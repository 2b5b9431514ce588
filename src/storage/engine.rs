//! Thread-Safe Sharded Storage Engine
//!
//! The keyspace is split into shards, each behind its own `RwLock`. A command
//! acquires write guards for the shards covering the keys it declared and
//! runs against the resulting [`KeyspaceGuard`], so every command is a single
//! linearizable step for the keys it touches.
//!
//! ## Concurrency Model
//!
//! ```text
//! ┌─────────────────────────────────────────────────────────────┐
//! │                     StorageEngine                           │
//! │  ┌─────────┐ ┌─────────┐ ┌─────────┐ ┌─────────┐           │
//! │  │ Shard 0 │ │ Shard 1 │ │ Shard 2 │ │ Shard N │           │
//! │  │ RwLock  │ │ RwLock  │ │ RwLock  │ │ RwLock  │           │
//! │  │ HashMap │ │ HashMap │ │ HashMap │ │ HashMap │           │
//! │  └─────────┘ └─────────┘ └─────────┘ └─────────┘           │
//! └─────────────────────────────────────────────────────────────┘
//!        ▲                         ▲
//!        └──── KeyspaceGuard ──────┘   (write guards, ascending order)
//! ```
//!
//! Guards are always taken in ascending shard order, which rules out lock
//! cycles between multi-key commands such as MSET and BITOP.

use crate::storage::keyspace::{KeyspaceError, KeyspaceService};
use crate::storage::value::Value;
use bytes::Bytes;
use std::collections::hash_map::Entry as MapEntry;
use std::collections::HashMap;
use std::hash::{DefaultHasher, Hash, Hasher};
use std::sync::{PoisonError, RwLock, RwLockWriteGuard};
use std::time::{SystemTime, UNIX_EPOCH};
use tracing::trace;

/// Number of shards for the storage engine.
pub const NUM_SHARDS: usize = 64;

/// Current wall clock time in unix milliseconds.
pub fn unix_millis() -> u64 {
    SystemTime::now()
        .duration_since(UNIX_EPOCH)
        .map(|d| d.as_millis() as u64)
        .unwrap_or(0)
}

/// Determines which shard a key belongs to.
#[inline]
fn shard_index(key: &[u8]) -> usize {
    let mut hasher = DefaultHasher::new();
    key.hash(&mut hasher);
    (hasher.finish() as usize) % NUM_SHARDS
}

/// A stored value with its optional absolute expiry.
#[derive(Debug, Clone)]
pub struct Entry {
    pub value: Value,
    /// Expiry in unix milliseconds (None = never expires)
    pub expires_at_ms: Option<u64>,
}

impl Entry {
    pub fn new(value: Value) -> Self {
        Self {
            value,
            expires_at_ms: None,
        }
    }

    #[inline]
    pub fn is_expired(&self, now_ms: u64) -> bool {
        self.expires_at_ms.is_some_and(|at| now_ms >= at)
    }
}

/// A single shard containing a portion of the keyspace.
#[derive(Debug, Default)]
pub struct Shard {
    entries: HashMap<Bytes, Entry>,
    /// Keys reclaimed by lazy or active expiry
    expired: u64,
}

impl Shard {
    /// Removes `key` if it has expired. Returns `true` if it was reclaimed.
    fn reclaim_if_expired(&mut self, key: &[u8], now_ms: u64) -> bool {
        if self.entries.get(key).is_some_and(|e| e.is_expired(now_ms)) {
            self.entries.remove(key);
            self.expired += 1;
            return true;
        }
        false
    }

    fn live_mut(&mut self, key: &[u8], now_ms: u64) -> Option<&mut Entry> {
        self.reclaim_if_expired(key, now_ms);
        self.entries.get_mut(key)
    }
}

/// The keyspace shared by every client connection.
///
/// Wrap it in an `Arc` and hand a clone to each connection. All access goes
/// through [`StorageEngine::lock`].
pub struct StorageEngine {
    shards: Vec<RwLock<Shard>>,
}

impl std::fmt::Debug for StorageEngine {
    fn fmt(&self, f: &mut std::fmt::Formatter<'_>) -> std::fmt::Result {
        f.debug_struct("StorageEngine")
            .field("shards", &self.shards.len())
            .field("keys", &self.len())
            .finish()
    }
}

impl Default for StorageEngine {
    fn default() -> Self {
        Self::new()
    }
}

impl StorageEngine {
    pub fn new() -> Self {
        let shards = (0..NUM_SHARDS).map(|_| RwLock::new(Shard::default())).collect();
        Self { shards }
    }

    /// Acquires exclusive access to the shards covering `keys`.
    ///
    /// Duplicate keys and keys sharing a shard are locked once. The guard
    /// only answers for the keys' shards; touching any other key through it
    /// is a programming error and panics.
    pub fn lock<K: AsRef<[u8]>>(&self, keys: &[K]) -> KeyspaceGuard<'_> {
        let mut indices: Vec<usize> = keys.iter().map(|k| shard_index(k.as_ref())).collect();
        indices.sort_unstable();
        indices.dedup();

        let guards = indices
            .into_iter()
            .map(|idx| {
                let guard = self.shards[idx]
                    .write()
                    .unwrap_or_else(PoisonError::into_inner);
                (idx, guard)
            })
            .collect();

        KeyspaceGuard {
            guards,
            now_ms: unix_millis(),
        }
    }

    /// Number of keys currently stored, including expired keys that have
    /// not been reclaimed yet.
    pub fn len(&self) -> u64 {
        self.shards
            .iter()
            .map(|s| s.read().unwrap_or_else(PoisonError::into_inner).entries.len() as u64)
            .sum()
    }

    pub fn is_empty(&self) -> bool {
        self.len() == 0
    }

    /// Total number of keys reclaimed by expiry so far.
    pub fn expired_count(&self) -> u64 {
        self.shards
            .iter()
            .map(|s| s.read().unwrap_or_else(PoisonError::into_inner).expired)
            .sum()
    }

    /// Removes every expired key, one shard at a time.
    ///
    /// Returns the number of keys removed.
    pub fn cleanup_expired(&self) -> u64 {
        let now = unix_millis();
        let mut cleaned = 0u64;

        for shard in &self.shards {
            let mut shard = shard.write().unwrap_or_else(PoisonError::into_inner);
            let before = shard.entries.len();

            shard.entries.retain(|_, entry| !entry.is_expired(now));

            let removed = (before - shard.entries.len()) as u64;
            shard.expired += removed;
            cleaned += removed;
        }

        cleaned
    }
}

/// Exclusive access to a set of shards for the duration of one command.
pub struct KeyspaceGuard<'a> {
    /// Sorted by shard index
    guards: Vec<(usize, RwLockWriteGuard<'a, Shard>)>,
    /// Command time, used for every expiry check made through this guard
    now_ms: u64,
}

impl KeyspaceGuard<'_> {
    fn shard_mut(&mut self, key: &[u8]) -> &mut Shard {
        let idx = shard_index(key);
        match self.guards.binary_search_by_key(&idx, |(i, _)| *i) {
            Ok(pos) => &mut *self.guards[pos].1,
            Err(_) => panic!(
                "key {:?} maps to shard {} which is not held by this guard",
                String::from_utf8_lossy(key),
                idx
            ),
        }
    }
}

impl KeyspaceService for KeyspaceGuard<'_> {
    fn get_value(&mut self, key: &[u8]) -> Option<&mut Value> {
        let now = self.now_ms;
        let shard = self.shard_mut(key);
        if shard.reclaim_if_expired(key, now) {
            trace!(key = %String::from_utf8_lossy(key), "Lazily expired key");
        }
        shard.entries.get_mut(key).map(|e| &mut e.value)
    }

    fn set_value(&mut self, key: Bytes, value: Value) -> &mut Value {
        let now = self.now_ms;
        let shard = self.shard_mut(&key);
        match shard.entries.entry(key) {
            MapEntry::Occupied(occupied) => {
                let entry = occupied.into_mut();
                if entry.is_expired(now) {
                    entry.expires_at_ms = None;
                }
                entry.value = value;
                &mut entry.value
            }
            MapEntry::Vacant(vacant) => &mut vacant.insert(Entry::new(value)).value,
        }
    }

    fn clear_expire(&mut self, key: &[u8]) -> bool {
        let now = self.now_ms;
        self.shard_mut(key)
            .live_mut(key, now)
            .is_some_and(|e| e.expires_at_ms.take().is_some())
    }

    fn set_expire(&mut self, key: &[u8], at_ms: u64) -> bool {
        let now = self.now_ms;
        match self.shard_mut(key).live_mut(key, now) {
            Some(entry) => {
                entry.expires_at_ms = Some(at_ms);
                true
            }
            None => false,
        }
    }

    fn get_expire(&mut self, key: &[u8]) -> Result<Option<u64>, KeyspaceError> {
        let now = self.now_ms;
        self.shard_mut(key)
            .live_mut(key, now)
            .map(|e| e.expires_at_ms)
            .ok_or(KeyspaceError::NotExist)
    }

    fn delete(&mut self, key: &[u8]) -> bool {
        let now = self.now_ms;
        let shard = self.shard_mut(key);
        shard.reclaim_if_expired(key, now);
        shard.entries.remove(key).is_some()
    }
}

--------

◆ Exercise description
Write down only how many lines of the entries above include the word "String".

◆ Result of the exercise
2